Les indemnités de départs des patrons défaillants

Publié le par David Méheut

La nouvelle défraie la chronique et alimente les discours des candidats: Noël Forgeard, l'ex dirigeant piteusement renvoyé d'EADS réclame le versement de son golden parachute.

 

La nouvelle est, il est vrai, particulièrement choquante alors que ce dirigeant est parti sur des forts soupçons de délit d'initié, qu'il a laissé l'entreprise dans un état critique et qu'un vaste plan social est en préparation.

 

Au-delà des problèmes d'EADS qui sont en large mesure imputables à l'ingérence des politiques dans la gestion de cette entreprise, c'est la question des indemnités versées aux grands patrons.

 

Compte-tenu du niveau de responsabilité et les risques qu'implique ce type de fonction, il n'est pas en soi critiquable de rétribuer les patrons et ce d'autant qu'il existe également une concurrence entre les dirigeants de grandes entreprises et que le niveau de rémunération est un moyen de s'attacher leurs services.

 

En outre, nombre d'entre eux (la majorité) apportent une réelle plus value à l'entreprise qu'ils dirigent.

 

La vraie question est de savoir s'il est normal de leur donner de si large sommes lorsqu'ils ont échoué dans leur tâche.

 

Dans d'autres pays, cela n'est pas le cas.

 

Paradoxalement, les premières "victimes" de ces pratiques sont les actionnaires. En effet, non seulement l'entreprise dans laquelle ils ont des titres a perdu de la valeur mais il faut en plus en perdre davantage en rétribuant grassement un mauvais dirigeant.

 

Certes, on ne va pas les plaindre trop dans la mesure où le paiement de cette indemnité (et la non sanction de la mauvaise gestion) est largement dû à leur manque de vigilance dans la surveillance de leurs intérêts (il existe un certain nombre de moyens de surveillance de l'action des dirigeants et de leurs rémunération).

 

Cela étant, il n'est pas inutile de rappeler ce fait dans une période où certains font toutes sortes d'amalgames entre argent, spéculation, actionnaires, patrons, etc.

 

Il y a des conflits d'intérêts entre ces différents acteurs et la force du marché par rapport aux autres systèmes, est de jouer sur ces conflits d'intérêts pour obtenir un équilibre optimal.

 

On touche d'ailleurs au cœur du message libéral: tout pouvoir tend à la domination.

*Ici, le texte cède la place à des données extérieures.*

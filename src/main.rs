//! Image Memcache - soak runner
//!
//! Drives a memory cache with synthetic bitmaps and logs its statistics.

use std::sync::Arc;
use std::time::Duration;

use anyhow::Context;
use tokio::signal;
use tokio::sync::broadcast;
use tokio::task::JoinSet;
use tracing::{info, warn};
use tracing_subscriber::{layer::SubscriberExt, util::SubscriberInitExt};

use image_memcache::{CacheConfig, Invalidation, MemoryCache, PixelFootprint};

/// Interval between statistics reports.
const REPORT_INTERVAL: Duration = Duration::from_secs(2);

/// Number of distinct keys the workload cycles through.
const KEY_SPACE: u64 = 4096;

/// Decoded bitmap stand-in used by the workload.
#[derive(Debug)]
struct Bitmap {
    width: u32,
    height: u32,
    scale: u32,
}

impl PixelFootprint for Bitmap {
    fn width(&self) -> f64 {
        f64::from(self.width)
    }

    fn height(&self) -> f64 {
        f64::from(self.height)
    }

    fn scale(&self) -> f64 {
        f64::from(self.scale)
    }
}

/// Main entry point for the soak runner.
///
/// # Startup Sequence
/// 1. Initialize tracing subscriber for logging
/// 2. Load configuration from environment variables
/// 3. Create the cache with pixel costing and an invalidation source
/// 4. Spawn writer and reader workloads plus a stats reporter
/// 5. On SIGINT/SIGTERM, signal memory pressure and shut down
#[tokio::main]
async fn main() -> anyhow::Result<()> {
    // Defaults to "info" level, can be overridden with RUST_LOG env var
    tracing_subscriber::registry()
        .with(
            tracing_subscriber::EnvFilter::try_from_default_env()
                .unwrap_or_else(|_| "image_memcache=info".into()),
        )
        .with(tracing_subscriber::fmt::layer())
        .init();

    info!("Starting image memcache soak runner");

    let config = CacheConfig::from_env();
    info!(
        cost_limit = config.cost_limit,
        count_limit = config.count_limit,
        age_limit = ?config.age_limit,
        sweep_interval = ?config.sweep_interval,
        "Configuration loaded"
    );

    let (signals, _) = broadcast::channel(4);
    let cache = Arc::new(
        MemoryCache::<Arc<Bitmap>>::builder()
            .config(config)
            .pixel_cost()
            .invalidation_source(signals.subscribe())
            .build()
            .context("failed to build memory cache")?,
    );

    let mut workload = JoinSet::new();
    for worker in 0..2u64 {
        workload.spawn(write_loop(Arc::clone(&cache), worker));
    }
    for worker in 0..4u64 {
        workload.spawn(read_loop(Arc::clone(&cache), worker));
    }
    workload.spawn(report_loop(Arc::clone(&cache)));

    shutdown_signal().await;

    if signals.send(Invalidation::MemoryPressure).is_err() {
        warn!("no cache subscribed to invalidation signals");
    }
    workload.shutdown().await;
    cache.flush().await;

    let stats = serde_json::to_string(&cache.stats()).context("failed to encode stats")?;
    info!(%stats, "Soak runner shutdown complete");
    Ok(())
}

async fn write_loop(cache: Arc<MemoryCache<Arc<Bitmap>>>, worker: u64) {
    let mut n = worker;
    loop {
        let side = 16 + (n % 64) as u32 * 8;
        let bitmap = Bitmap {
            width: side,
            height: side,
            scale: 1 + (n % 3) as u32,
        };
        cache.put(format!("image-{}", n % KEY_SPACE), Arc::new(bitmap));
        n = n.wrapping_mul(6364136223846793005).wrapping_add(1442695040888963407) >> 1;
        tokio::time::sleep(Duration::from_millis(1)).await;
    }
}

async fn read_loop(cache: Arc<MemoryCache<Arc<Bitmap>>>, worker: u64) {
    let mut n = worker.wrapping_add(7);
    loop {
        // Skew reads toward a small hot set
        let key = if n % 4 == 0 { n % KEY_SPACE } else { n % 64 };
        let _ = cache.get(&format!("image-{}", key));
        n = n.wrapping_mul(2862933555777941757).wrapping_add(3037000493) >> 1;
        tokio::time::sleep(Duration::from_micros(500)).await;
    }
}

async fn report_loop(cache: Arc<MemoryCache<Arc<Bitmap>>>) {
    let mut ticker = tokio::time::interval(REPORT_INTERVAL);
    loop {
        ticker.tick().await;
        let stats = cache.stats();
        let hit_rate = format!("{:.1}%", stats.hit_rate() * 100.0);
        match serde_json::to_string(&stats) {
            Ok(stats) => info!(%stats, %hit_rate, "cache stats"),
            Err(err) => warn!(error = %err, "failed to encode stats"),
        }
    }
}

/// Waits for shutdown signal (Ctrl+C or SIGTERM).
async fn shutdown_signal() {
    let ctrl_c = async {
        if let Err(err) = signal::ctrl_c().await {
            warn!(error = %err, "failed to listen for Ctrl+C");
            std::future::pending::<()>().await;
        }
    };

    #[cfg(unix)]
    let terminate = async {
        match signal::unix::signal(signal::unix::SignalKind::terminate()) {
            Ok(mut stream) => {
                stream.recv().await;
            }
            Err(err) => {
                warn!(error = %err, "failed to install SIGTERM handler");
                std::future::pending::<()>().await;
            }
        }
    };

    #[cfg(not(unix))]
    let terminate = std::future::pending::<()>();

    tokio::select! {
        _ = ctrl_c => {
            info!("Received Ctrl+C, initiating shutdown...");
        }
        _ = terminate => {
            info!("Received SIGTERM, initiating shutdown...");
        }
    }
}
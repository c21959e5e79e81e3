//! Background Tasks Module
//!
//! Contains the maintenance worker each cache runs in the background.
//!
//! # Tasks
//! - Trim queue: enforces cost, count and age limits after mutations
//! - Age sweep: evicts entries past the age limit at a fixed interval
//! - Invalidation: clears the cache on external signals

mod maintenance;

pub use maintenance::Invalidation;
pub(crate) use maintenance::Maintenance;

Il convient donc de mettre en place les bons contre-pouvoirs: exécutif/législatif, concurrent/concurrent, employeur/syndicat, politique/presse, etc.

 

Pour en revenir à Noël Forgeard et ses indemnités, il ne s'agit hélas pas d'une pratique isolée dans le capitalisme français.

 

On peut espérer que la pratique évolue progressivement et que les actionnaires défendent mieux leurs intérêts. Il est vrai cependant que les grandes sociétés cotées ont une certaine inertie et leurs actionnaires de référence sont souvent d'autres grands groupes français dont les dirigeants se comportent de la même manière.

 

Face à ce blocage, il serait approprié de mettre en place un certain nombre de mesures.

 

En premier lieu, continuer de promouvoir le mouvement général de corporate governance qui incite à davantage de transparence.

 

S'agissant des sociétés cotées, il serait souhaitable d'obliger un maximum de transparence dans les rémunérations afin de permettre aux actionnaires et administrateurs d'exercer pleinement leur pouvoir de contrôle.

 

Serait-il souhaitable de ne pas permettre le paiement d'indemnités telles que celles réclamées par M. Forgeard?

 

Il est toujours délicat de mettre en place des mesures de ce type parce que, au-delà du côté spectaculaire et médiatique, elles finissent souvent par avoir des effets pervers que l'on ne pouvait imaginer au moment où elles sont mises en place.

 

Prenons le cas d'un dirigeant qui prend les commandes d'une entreprise qui traverse une période difficile liées aux conditions du marché mondial. Il arrive à éviter la faillite à l'entreprise mais à son départ, la situation n'est toujours pas florissante.

 

D'une certaine manière, il n'a pas démérité. Faut-il l'exposer à de multiples recours?

 

On peut imaginer beaucoup de mécanismes.

 

Le critère absolu devrait être que la rémunération exceptionnelle ne doit pas porter atteinte à la pérennité de l'entreprise.

 

Facile à dire! Attendons de voir ce que le législateur va proposer. En attendant, il serait plus judicieux que la pratique contractuelle s'adapte.